Der 5. Strafsenat des Bundesgerichtshofs hat auf Antrag des Generalbundesanwalts und nach Anhörung des Beschwerdeführers am 25. September 2018 gemäß § 349 Abs. 2 StPO beschlossen:
Die Revision des Angeklagten gegen das Urteil des Landgerichts Chemnitz vom 18. Mai 2018 wird als unbegründet verworfen, da die Nachprüfung des Urteils auf Grund der Revisionsrechtfertigung keinen Rechtsfehler zum Nachteil des Angeklagten ergeben hat.
Der Beschwerdeführer hat die Kosten des Rechtsmittels zu tragen.
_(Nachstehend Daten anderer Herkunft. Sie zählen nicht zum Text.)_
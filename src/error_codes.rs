use std::fmt;

use anyhow::Error;
use serde::Serialize;
use serde_json::Value;

pub const INVALID_ORIENTATION: &str = "INVALID_ORIENTATION";
pub const ORIENTATION_MISMATCH: &str = "ORIENTATION_MISMATCH";
pub const EMPTY_LABEL: &str = "EMPTY_LABEL";
pub const DUPLICATE_LABEL: &str = "DUPLICATE_LABEL";
pub const INVALID_SPEED: &str = "INVALID_SPEED";
pub const INVALID_OVERRIDE: &str = "INVALID_OVERRIDE";
pub const NO_GRIDS: &str = "NO_GRIDS";

#[derive(Debug, Clone, Copy, PartialEq, Eq)]
pub enum CodedErrorKind {
    Usage,
    Config,
}

/// An error with a stable code, carried inside an `anyhow::Error` chain.
#[derive(Debug, Clone)]
pub struct CodedError {
    pub code: &'static str,
    pub message: String,
    pub details: Option<Value>,
    pub kind: CodedErrorKind,
}

impl CodedError {
    pub fn usage(code: &'static str, message: impl Into<String>) -> Self {
        Self {
            code,
            message: message.into(),
            details: None,
            kind: CodedErrorKind::Usage,
        }
    }

    pub fn config(code: &'static str, message: impl Into<String>) -> Self {
        Self {
            code,
            message: message.into(),
            details: None,
            kind: CodedErrorKind::Config,
        }
    }

    pub fn with_details(mut self, details: Value) -> Self {
        self.details = Some(details);
        self
    }

    pub fn envelope(&self) -> ErrorEnvelope {
        ErrorEnvelope {
            ok: false,
            error: ErrorEnvelopeBody {
                code: self.code.to_owned(),
                message: self.message.clone(),
                details: self.details.clone(),
            },
        }
    }
}

impl fmt::Display for CodedError {
    fn fmt(&self, f: &mut fmt::Formatter<'_>) -> fmt::Result {
        write!(f, "{}: {}", self.code, self.message)
    }
}

impl std::error::Error for CodedError {}

#[derive(Debug, Clone, Serialize)]
pub struct ErrorEnvelope {
    pub ok: bool,
    pub error: ErrorEnvelopeBody,
}

#[derive(Debug, Clone, Serialize)]
pub struct ErrorEnvelopeBody {
    pub code: String,
    pub message: String,
    #[serde(skip_serializing_if = "Option::is_none")]
    pub details: Option<Value>,
}

pub fn find_coded_error(error: &Error) -> Option<&CodedError> {
    error
        .chain()
        .find_map(|cause| cause.downcast_ref::<CodedError>())
}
Ergänzend zur Antragsschrift des Generalbundesanwalts bemerkt der Senat:
Die Verfahrensrüge ist schon unzulässig, weil der Revisionsführer nicht vorgetragen hat, dass sich der frühere Mitangeklagte S. nach den Äußerungen zu einer Verteidigererklärung noch weiter zur Sache eingelassen hat (vgl. S. 8 des Protokolls vom 4. Mai 2018). Im Übrigen wäre die Rüge aber auch unbegründet. Der Senat schließt aus, dass sich die missverständlichen Ausführungen des Landgerichts zur Strafrahmenwahl bei Tat 1 (UA S. 18 f.) auf die Strafbemessung ausgewirkt haben.